New furlough figures have shown that Crawley, Burnley and Slough have been the towns hit hardest by the COVID-19 lockdown.

The data has provided a geographical breakdown of where people across the United Kingdom have been furloughed. The highest numbers of workers overall who have been put on the government’s job retention scheme were in London, the South East and the North West.

Over one million workers in London were placed on furlough by their employers, with the South East reporting a similar figure. In the North West 828,000 workers were furloughed

Figures were lower in the East Midlands with 559,000 furloughed workers and even lower in Wales with figures of 316,000.

Since March, a total of almost nine million people have been furloughed, the majority of which worked across the automobile industry (1.6 million) and the food services and accommodation sector (1.4 million).

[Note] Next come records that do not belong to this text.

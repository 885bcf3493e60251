//! Notification inbox and unread badge

use super::{fetch, perform};
use crate::environment::ClientEnvironment;
use gatepass_api::Acknowledgement;
use gatepass_api::types::{Notification, NotificationId, UnreadCount};
use gatepass_core::Resource;
use gatepass_core::effect::{Effect, EffectId};
use gatepass_core::reducer::Reducer;
use gatepass_runtime::{ScopedStore, Store};
use smallvec::{SmallVec, smallvec};

/// Slot of the inbox
pub const NOTIFICATIONS: EffectId = EffectId::new("notifications.list");
/// Slot of the unread badge
pub const UNREAD_COUNT: EffectId = EffectId::new("notifications.unread_count");

/// Inbox screen
#[derive(Clone, Debug, Default, PartialEq)]
pub struct NotificationsState {
    /// Notifications, newest first
    pub notifications: Option<Resource<Vec<Notification>>>,
    /// Badge count
    pub unread_count: Option<Resource<UnreadCount>>,
    /// Outcome of the last mark-read request
    pub mark_read: Option<Resource<Acknowledgement>>,
}

/// Inbox actions
#[derive(Clone, Debug, PartialEq)]
pub enum NotificationsAction {
    /// Load the inbox and the badge
    Load,
    /// Load only the badge
    LoadUnreadCount,
    /// Mark one notification read
    MarkRead(NotificationId),
    /// Mark everything read
    MarkAllRead,
    /// Inbox state changed
    NotificationsUpdated(Resource<Vec<Notification>>),
    /// Badge state changed
    UnreadCountUpdated(Resource<UnreadCount>),
    /// Mark-read state changed; success reloads inbox and badge
    MarkReadUpdated(Resource<Acknowledgement>),
}

/// Reducer for the inbox
#[derive(Clone, Copy, Debug, Default)]
pub struct NotificationsReducer;

impl NotificationsReducer {
    /// Create the reducer
    #[must_use]
    pub const fn new() -> Self {
        Self
    }
}

fn reload(env: &ClientEnvironment) -> SmallVec<[Effect<NotificationsAction>; 4]> {
    smallvec![
        fetch(
            NOTIFICATIONS,
            env.notifications.notifications(),
            NotificationsAction::NotificationsUpdated
        ),
        fetch(
            UNREAD_COUNT,
            env.notifications.unread_count(),
            NotificationsAction::UnreadCountUpdated
        ),
    ]
}

impl Reducer for NotificationsReducer {
    type State = NotificationsState;
    type Action = NotificationsAction;
    type Environment = ClientEnvironment;

    fn reduce(
        &self,
        state: &mut NotificationsState,
        action: NotificationsAction,
        env: &ClientEnvironment,
    ) -> SmallVec<[Effect<NotificationsAction>; 4]> {
        match action {
            NotificationsAction::Load => reload(env),
            NotificationsAction::LoadUnreadCount => smallvec![fetch(
                UNREAD_COUNT,
                env.notifications.unread_count(),
                NotificationsAction::UnreadCountUpdated
            )],
            NotificationsAction::MarkRead(id) => smallvec![perform(
                env.notifications.mark_read(id),
                NotificationsAction::MarkReadUpdated
            )],
            NotificationsAction::MarkAllRead => smallvec![perform(
                env.notifications.mark_all_read(),
                NotificationsAction::MarkReadUpdated
            )],
            NotificationsAction::NotificationsUpdated(resource) => {
                state.notifications = Some(resource);
                smallvec![Effect::None]
            },
            NotificationsAction::UnreadCountUpdated(resource) => {
                state.unread_count = Some(resource);
                smallvec![Effect::None]
            },
            NotificationsAction::MarkReadUpdated(resource) => {
                let refresh = resource.is_success();
                state.mark_read = Some(resource);
                if refresh {
                    reload(env)
                } else {
                    smallvec![Effect::None]
                }
            },
        }
    }
}

/// Store for the inbox
pub type NotificationsStore =
    Store<NotificationsState, NotificationsAction, ClientEnvironment, NotificationsReducer>;

/// Create an inbox store owned by the caller
#[must_use]
pub fn scoped(
    env: ClientEnvironment,
) -> ScopedStore<NotificationsState, NotificationsAction, ClientEnvironment, NotificationsReducer>
{
    ScopedStore::new(Store::new(NotificationsState::default(), NotificationsReducer::new(), env))
}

Approximately 800,000 were furloughed in manufacturing, and 679,000 from the construction trade.

The research from Centre for Cities, has shown that Crawley, Burnley and Slough were the most affected with around a third of the workforce furloughed.

Other cities such as Birmingham, Hull, Doncaster and Stoke saw a quarter of workers placed on furlough for at least three weeks since the scheme started.

However, university towns including Oxford and Cambridge bucked the trend and saw fewer furloughed workers.

Percentage of furloughed workers in worst affected places across the UK:

Crawley – 33% Hull – 25%
Burnley – 30% Luton – 25%
Slough – 27% Doncaster – 25%
Sunderland – 26% Blackburn – 25%
Birmingham – 26% Stoke – 25%

Rishi Sunak, Chancellor of the Exchequer, said: “Our unprecedented coronavirus support schemes are protecting millions of vital jobs and businesses across the whole of the United Kingdom – and will help ensure we recover from this outbreak as swiftly as possible.

“We have extended both schemes so they will continue to provide measured support across the UK as we start to reopen the economy.”